## Task item
If a line in the records contains the string "PhoneRecord", show that line.

Stored data entries:

Content starts

//! Domain types for the phone inventory.
//!
//! Records carry the Spanish wire vocabulary of the store's API
//! (`modelo`, `capacidad`, `condicion`, `precio`, `estado`) via serde
//! renames while keeping English names in code.

use serde::{Deserialize, Serialize};

/// Unique identifier for a phone record.
///
/// Identifiers are assigned by the engine, strictly increasing, and never
/// reused, even after a record is removed.
#[derive(Clone, Copy, Debug, PartialEq, Eq, PartialOrd, Ord, Hash, Serialize, Deserialize)]
#[serde(transparent)]
pub struct PhoneId(u64);

impl PhoneId {
    /// Creates a `PhoneId` from a raw integer.
    #[must_use]
    pub const fn new(id: u64) -> Self {
        Self(id)
    }

    /// Returns the raw integer value.
    #[must_use]
    pub const fn value(&self) -> u64 {
        self.0
    }
}

impl std::fmt::Display for PhoneId {
    fn fmt(&self, f: &mut std::fmt::Formatter<'_>) -> std::fmt::Result {
        write!(f, "{}", self.0)
    }
}

/// Money amount in cents of the base currency (avoids floating point issues).
///
/// Amounts are serialized on the wire as a decimal number of whole units,
/// matching the store's API (`precio: 20000.0`). Currency conversion is a
/// display-time transform and never touches stored amounts.
#[derive(Clone, Copy, Debug, Default, PartialEq, Eq, PartialOrd, Ord, Hash)]
pub struct Money(u64);

impl Money {
    /// Creates a new `Money` amount from cents.
    #[must_use]
    pub const fn from_cents(cents: u64) -> Self {
        Self(cents)
    }

    /// Creates a `Money` amount from whole currency units.
    #[must_use]
    pub const fn from_units(units: u64) -> Self {
        Self(units * 100)
    }

    /// Returns the amount in cents.
    #[must_use]
    pub const fn cents(&self) -> u64 {
        self.0
    }

    /// Returns the amount as a decimal number of whole units.
    #[must_use]
    #[allow(clippy::cast_precision_loss)] // Prices are far below 2^52 cents
    pub fn units(&self) -> f64 {
        self.0 as f64 / 100.0
    }

    /// Checks if this amount is zero.
    #[must_use]
    pub const fn is_zero(&self) -> bool {
        self.0 == 0
    }

    /// Parses a decimal amount of whole units, rejecting negative and
    /// non-finite values.
    ///
    /// # Errors
    ///
    /// Returns a description of the offending value when it cannot
    /// represent a price.
    #[allow(clippy::cast_possible_truncation, clippy::cast_sign_loss)] // Guarded above
    pub fn try_from_units(value: f64) -> Result<Self, String> {
        if !value.is_finite() {
            return Err(format!("amount must be a finite number, got {value}"));
        }
        if value < 0.0 {
            return Err(format!("amount cannot be negative, got {value}"));
        }
        Ok(Self((value * 100.0).round() as u64))
    }
}

impl std::iter::Sum for Money {
    fn sum<I: Iterator<Item = Self>>(iter: I) -> Self {
        Self(iter.map(|m| m.0).sum())
    }
}

impl std::fmt::Display for Money {
    fn fmt(&self, f: &mut std::fmt::Formatter<'_>) -> std::fmt::Result {
        write!(f, "${}.{:02}", self.0 / 100, self.0 % 100)
    }
}

impl Serialize for Money {
    fn serialize<S: serde::Serializer>(&self, serializer: S) -> Result<S::Ok, S::Error> {
        serializer.serialize_f64(self.units())
    }
}

impl<'de> Deserialize<'de> for Money {
    fn deserialize<D: serde::Deserializer<'de>>(deserializer: D) -> Result<Self, D::Error> {
        let value = f64::deserialize(deserializer)?;
        Self::try_from_units(value).map_err(serde::de::Error::custom)
    }
}

/// Lifecycle status of a phone record.
///
/// Removal is not a status: removed records leave the active set entirely
/// and survive only as snapshots inside the history ledger.
#[derive(Clone, Copy, Debug, Default, PartialEq, Eq, Serialize, Deserialize)]
pub enum PhoneStatus {
    /// In stock and sellable.
    #[default]
    #[serde(rename = "Disponible")]
    Available,
    /// Sold; still queryable but no longer sellable.
    #[serde(rename = "Vendido")]
    Sold,
}

impl PhoneStatus {
    /// Returns the wire name of this status.
    #[must_use]
    pub const fn as_str(&self) -> &'static str {
        match self {
            Self::Available => "Disponible",
            Self::Sold => "Vendido",
        }
    }
}

impl std::fmt::Display for PhoneStatus {
    fn fmt(&self, f: &mut std::fmt::Formatter<'_>) -> std::fmt::Result {
        f.write_str(self.as_str())
    }
}

impl std::str::FromStr for PhoneStatus {
    type Err = String;

    fn from_str(s: &str) -> Result<Self, Self::Err> {
        match s {
            "Disponible" => Ok(Self::Available),
            "Vendido" => Ok(Self::Sold),
            other => Err(format!("unknown status `{other}`")),
        }
    }
}

/// One inventory unit.
#[derive(Clone, Debug, PartialEq, Serialize, Deserialize)]
pub struct PhoneRecord {
    /// Unique, never-reused identifier.
    pub id: PhoneId,
    /// Device name, e.g. "iPhone 15 Pro".
    #[serde(rename = "modelo")]
    pub model: String,
    /// Storage size token, e.g. "128GB".
    #[serde(rename = "capacidad")]
    pub capacity: String,
    /// Condition label, e.g. "Nuevo" or "Seminuevo". Open string set.
    #[serde(rename = "condicion")]
    pub condition: String,
    /// Price in the base currency. Always positive.
    #[serde(rename = "precio")]
    pub price: Money,
    /// Current lifecycle status.
    #[serde(rename = "estado")]
    pub status: PhoneStatus,
}

impl PhoneRecord {
    /// Checks whether this record is still sellable.
    #[must_use]
    pub const fn is_available(&self) -> bool {
        matches!(self.status, PhoneStatus::Available)
    }

    /// Human-readable label used in history entries ("model capacity").
    #[must_use]
    pub fn label(&self) -> String {
        format!("{} {}", self.model, self.capacity)
    }
}

/// Partial field set for updating a phone record.
///
/// `id` and `estado` are deliberately absent: identity is immutable and
/// status only changes through the sell/remove/undo transitions.
#[derive(Clone, Debug, Default, PartialEq, Serialize, Deserialize)]
pub struct PhoneUpdate {
    /// New device name, if changing.
    #[serde(rename = "modelo", default, skip_serializing_if = "Option::is_none")]
    pub model: Option<String>,
    /// New storage size, if changing.
    #[serde(rename = "capacidad", default, skip_serializing_if = "Option::is_none")]
    pub capacity: Option<String>,
    /// New condition label, if changing.
    #[serde(rename = "condicion", default, skip_serializing_if = "Option::is_none")]
    pub condition: Option<String>,
    /// New price, if changing.
    #[serde(rename = "precio", default, skip_serializing_if = "Option::is_none")]
    pub price: Option<Money>,
}

#[cfg(test)]
mod tests {
    use super::*;

    #[test]
    fn money_display() {
        assert_eq!(Money::from_cents(100).to_string(), "$1.00");
        assert_eq!(Money::from_cents(1050).to_string(), "$10.50");
        assert_eq!(Money::from_units(20000).to_string(), "$20000.00");
    }

    #[test]
    fn money_wire_format_is_decimal_units() {
        let json = serde_json::to_string(&Money::from_units(20000)).unwrap();
        assert_eq!(json, "20000.0");

        let parsed: Money = serde_json::from_str("199.99").unwrap();
        assert_eq!(parsed, Money::from_cents(19999));
    }

    #[test]
    fn money_rejects_negative_amounts() {
        assert!(serde_json::from_str::<Money>("-1.0").is_err());
        assert!(Money::try_from_units(f64::NAN).is_err());
        assert!(Money::try_from_units(f64::INFINITY).is_err());
    }

    #[test]
    fn status_wire_names() {
        assert_eq!(
            serde_json::to_string(&PhoneStatus::Available).unwrap(),
            "\"Disponible\""
        );
        assert_eq!(
            serde_json::to_string(&PhoneStatus::Sold).unwrap(),
            "\"Vendido\""
        );
        assert_eq!("Vendido".parse::<PhoneStatus>(), Ok(PhoneStatus::Sold));
        assert!("Reservado".parse::<PhoneStatus>().is_err());
    }

    #[test]
    fn record_uses_spanish_field_names() {
        let record = PhoneRecord {
            id: PhoneId::new(1),
            model: "iPhone 15".to_string(),
            capacity: "128GB".to_string(),
            condition: "Nuevo".to_string(),
            price: Money::from_units(20000),
            status: PhoneStatus::Available,
        };

        let json = serde_json::to_value(&record).unwrap();
        assert_eq!(json["modelo"], "iPhone 15");
        assert_eq!(json["capacidad"], "128GB");
        assert_eq!(json["condicion"], "Nuevo");
        assert_eq!(json["precio"], 20000.0);
        assert_eq!(json["estado"], "Disponible");
    }

    #[test]
    fn record_label() {
        let record = PhoneRecord {
            id: PhoneId::new(7),
            model: "iPhone 14 Pro".to_string(),
            capacity: "256GB".to_string(),
            condition: "Seminuevo".to_string(),
            price: Money::from_units(15000),
            status: PhoneStatus::Available,
        };
        assert_eq!(record.label(), "iPhone 14 Pro 256GB");
    }
}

Content ends

## Solution
pub struct PhoneRecord {
impl PhoneRecord {
        let record = PhoneRecord {
        let record = PhoneRecord {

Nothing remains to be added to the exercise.